» THE PROBLEM: From the data that follows, copy every line with the string "Commands".

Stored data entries
################

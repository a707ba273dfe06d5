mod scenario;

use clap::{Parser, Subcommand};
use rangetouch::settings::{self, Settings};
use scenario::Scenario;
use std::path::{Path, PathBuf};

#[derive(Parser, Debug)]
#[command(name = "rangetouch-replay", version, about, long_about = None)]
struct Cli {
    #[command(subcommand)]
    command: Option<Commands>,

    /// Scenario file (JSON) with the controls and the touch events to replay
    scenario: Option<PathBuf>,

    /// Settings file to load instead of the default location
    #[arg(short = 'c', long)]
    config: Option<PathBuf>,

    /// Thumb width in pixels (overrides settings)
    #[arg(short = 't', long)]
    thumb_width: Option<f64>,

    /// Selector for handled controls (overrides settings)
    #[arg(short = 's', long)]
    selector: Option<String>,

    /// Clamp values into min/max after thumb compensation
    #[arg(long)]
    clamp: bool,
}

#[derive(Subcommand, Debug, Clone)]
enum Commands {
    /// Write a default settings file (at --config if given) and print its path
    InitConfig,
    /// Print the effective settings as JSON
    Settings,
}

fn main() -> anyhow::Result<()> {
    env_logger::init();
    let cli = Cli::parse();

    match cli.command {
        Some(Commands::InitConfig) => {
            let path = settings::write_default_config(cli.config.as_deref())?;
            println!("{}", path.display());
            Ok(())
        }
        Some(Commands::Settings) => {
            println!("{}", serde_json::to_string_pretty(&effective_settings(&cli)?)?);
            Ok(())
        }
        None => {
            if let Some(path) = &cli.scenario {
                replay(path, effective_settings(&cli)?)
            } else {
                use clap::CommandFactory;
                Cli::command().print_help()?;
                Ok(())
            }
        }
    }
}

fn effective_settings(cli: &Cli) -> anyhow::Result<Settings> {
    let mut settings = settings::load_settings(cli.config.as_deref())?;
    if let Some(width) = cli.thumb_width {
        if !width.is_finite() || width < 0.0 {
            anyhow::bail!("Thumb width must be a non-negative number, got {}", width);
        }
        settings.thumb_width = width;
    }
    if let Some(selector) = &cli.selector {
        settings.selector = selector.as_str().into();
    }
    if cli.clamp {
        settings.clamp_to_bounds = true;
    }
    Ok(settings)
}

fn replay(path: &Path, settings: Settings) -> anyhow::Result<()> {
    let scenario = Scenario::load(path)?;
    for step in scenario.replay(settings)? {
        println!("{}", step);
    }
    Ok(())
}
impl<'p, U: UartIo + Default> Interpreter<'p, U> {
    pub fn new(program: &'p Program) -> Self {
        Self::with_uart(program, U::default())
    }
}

################

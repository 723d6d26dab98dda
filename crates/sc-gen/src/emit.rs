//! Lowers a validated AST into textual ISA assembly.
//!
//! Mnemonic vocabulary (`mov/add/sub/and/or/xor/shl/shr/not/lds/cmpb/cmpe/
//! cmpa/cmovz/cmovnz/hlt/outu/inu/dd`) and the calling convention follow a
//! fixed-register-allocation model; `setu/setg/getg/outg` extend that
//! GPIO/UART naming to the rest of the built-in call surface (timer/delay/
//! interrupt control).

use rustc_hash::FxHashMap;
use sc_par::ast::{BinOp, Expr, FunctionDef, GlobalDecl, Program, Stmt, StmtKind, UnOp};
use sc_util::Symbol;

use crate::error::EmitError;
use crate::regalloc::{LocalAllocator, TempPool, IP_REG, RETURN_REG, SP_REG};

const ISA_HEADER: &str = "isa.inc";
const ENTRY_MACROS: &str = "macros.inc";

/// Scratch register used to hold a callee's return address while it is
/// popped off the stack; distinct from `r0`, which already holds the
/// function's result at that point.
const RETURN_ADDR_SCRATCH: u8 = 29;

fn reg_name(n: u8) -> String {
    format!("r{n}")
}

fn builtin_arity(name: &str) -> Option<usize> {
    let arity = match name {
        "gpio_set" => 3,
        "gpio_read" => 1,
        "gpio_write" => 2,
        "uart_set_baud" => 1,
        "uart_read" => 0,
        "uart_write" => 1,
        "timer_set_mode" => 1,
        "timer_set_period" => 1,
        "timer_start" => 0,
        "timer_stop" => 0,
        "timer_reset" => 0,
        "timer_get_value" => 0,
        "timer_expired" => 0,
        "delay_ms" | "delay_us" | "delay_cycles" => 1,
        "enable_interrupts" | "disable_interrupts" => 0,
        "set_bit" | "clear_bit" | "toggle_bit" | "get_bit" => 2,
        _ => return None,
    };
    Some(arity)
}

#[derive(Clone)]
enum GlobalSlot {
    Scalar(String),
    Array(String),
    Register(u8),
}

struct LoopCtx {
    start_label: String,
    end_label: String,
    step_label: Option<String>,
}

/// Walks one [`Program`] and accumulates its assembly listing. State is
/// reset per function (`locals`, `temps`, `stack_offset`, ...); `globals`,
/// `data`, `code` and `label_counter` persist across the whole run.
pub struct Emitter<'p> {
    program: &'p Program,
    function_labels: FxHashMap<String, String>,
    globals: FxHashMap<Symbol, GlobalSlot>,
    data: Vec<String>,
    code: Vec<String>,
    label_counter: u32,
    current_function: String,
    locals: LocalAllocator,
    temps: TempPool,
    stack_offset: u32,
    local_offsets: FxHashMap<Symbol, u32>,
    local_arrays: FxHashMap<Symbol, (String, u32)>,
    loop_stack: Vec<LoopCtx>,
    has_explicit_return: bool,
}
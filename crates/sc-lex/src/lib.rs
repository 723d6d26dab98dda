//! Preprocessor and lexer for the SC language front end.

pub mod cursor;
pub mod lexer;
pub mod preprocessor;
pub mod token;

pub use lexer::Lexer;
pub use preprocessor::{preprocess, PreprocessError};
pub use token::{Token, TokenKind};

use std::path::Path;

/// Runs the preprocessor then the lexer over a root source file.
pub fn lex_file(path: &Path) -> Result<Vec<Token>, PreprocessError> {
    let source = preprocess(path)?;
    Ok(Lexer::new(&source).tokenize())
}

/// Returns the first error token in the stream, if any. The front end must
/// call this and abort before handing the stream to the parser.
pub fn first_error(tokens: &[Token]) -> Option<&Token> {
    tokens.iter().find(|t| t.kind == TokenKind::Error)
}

################

» RESULT FOR THIS TASK:
    command: Option<Commands>,
enum Commands {
        Some(Commands::InitConfig) => {
        Some(Commands::Settings) => {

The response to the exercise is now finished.